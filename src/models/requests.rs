use serde::Serialize;

// Form payloads for the settings endpoints (application/x-www-form-urlencoded)

#[derive(Debug, Serialize, Clone)]
pub struct ChangeUsernameRequest {
    pub username: String,
}

#[derive(Debug, Serialize, Clone)]
pub struct ChangeEmailRequest {
    pub email: String,
}

#[derive(Debug, Serialize, Clone)]
pub struct ChangePasswordRequest {
    #[serde(rename = "oldPass")]
    pub old_password: String,
    #[serde(rename = "newPass")]
    pub new_password: String,
}
//! Storage-key normalisation
//!
//! Turns an arbitrary image key into a path-safe string usable as a file
//! system or object-store key:
//! - `.`/`..` segments are resolved and duplicate slashes collapsed,
//!   never climbing above the root
//! - leading and trailing `/` are trimmed
//! - bytes outside the safe set are percent-escaped, spaces become `+`

const UPPER_HEX: &[u8; 16] = b"0123456789ABCDEF";

/// Line-break characters stripped from request paths and storage keys
const LINE_BREAKS: [char; 7] = [
    '\r', '\n', '\u{000B}', '\u{000C}', '\u{0085}', '\u{2028}', '\u{2029}',
];

/// Set of bytes left unescaped on top of the always-safe ones
///
/// Alphanumerics, `/`, `-`, `_`, `.` and `~` are always safe. Storage
/// backends widen the set through configuration (e.g. `{}`).
#[derive(Debug, Clone, PartialEq, Eq)]
pub struct SafeChars {
    extra: [bool; 256],
}

impl SafeChars {
    pub fn new(safe_chars: &str) -> Self {
        let mut extra = [false; 256];
        for b in safe_chars.bytes() {
            extra[b as usize] = true;
        }
        Self { extra }
    }

    /// Safe set for S3 object keys, which also tolerate `!'()*`
    pub fn s3(safe_chars: &str) -> Self {
        let mut chars = Self::new(safe_chars);
        for b in *b"!'()*" {
            chars.extra[b as usize] = true;
        }
        chars
    }

    pub fn should_escape(&self, c: u8) -> bool {
        default_should_escape(c) && !self.extra[c as usize]
    }
}

impl Default for SafeChars {
    fn default() -> Self {
        Self { extra: [false; 256] }
    }
}

/// Escape predicate used when no custom safe set is supplied
pub fn default_should_escape(c: u8) -> bool {
    !(c.is_ascii_alphanumeric() || matches!(c, b'/' | b'-' | b'_' | b'.' | b'~'))
}

/// Normalise an image key, optionally widening the safe set
pub fn normalize(image: &str, safe_chars: Option<&SafeChars>) -> String {
    match safe_chars {
        Some(chars) => normalize_with(image, |c| chars.should_escape(c)),
        None => normalize_with(image, default_should_escape),
    }
}

/// Normalise an image key with a caller-supplied escape predicate
pub fn normalize_with<F>(image: &str, should_escape: F) -> String
where
    F: Fn(u8) -> bool,
{
    let cleaned = strip_line_breaks(&clean(image));
    escape(cleaned.trim_matches('/'), should_escape)
}

pub(crate) fn is_line_break(c: char) -> bool {
    LINE_BREAKS.contains(&c)
}

pub(crate) fn strip_line_breaks(s: &str) -> String {
    if s.contains(is_line_break) {
        s.chars().filter(|c| !is_line_break(*c)).collect()
    } else {
        s.to_string()
    }
}

/// Lexically clean a path as if it were rooted
///
/// `..` at the root is dropped, so the result never refers above it.
fn clean(path: &str) -> String {
    let mut segments: Vec<&str> = Vec::new();
    for segment in path.split('/') {
        match segment {
            "" | "." => {}
            ".." => {
                segments.pop();
            }
            other => segments.push(other),
        }
    }
    segments.join("/")
}

fn escape<F>(s: &str, should_escape: F) -> String
where
    F: Fn(u8) -> bool,
{
    let bytes = s.as_bytes();
    let mut space_count = 0;
    let mut hex_count = 0;
    for &c in bytes {
        if c == b' ' {
            space_count += 1;
        } else if should_escape(c) {
            hex_count += 1;
        }
    }

    if space_count == 0 && hex_count == 0 {
        return s.to_string();
    }

    if hex_count == 0 {
        if !should_escape(b' ') {
            return s.to_string();
        }
        return s.replace(' ', "+");
    }

    let mut out = String::with_capacity(bytes.len() + 2 * hex_count);
    let mut buf = [0u8; 4];
    for c in s.chars() {
        let encoded = c.encode_utf8(&mut buf).as_bytes();
        match encoded {
            [b' '] if should_escape(b' ') => out.push('+'),
            // a multi-byte character is escaped whole or not at all
            _ if encoded.iter().any(|&b| should_escape(b)) => {
                for &b in encoded {
                    out.push('%');
                    out.push(UPPER_HEX[(b >> 4) as usize] as char);
                    out.push(UPPER_HEX[(b & 15) as usize] as char);
                }
            }
            _ => out.push(c),
        }
    }
    out
}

*What is required*.
Within the listing above, copy each line that has the string "push".

*Solution to this problem*.
            other => segments.push(other),
            [b' '] if should_escape(b' ') => out.push('+'),
                    out.push('%');
                    out.push(UPPER_HEX[(b >> 4) as usize] as char);
                    out.push(UPPER_HEX[(b & 15) as usize] as char);
            _ => out.push(c),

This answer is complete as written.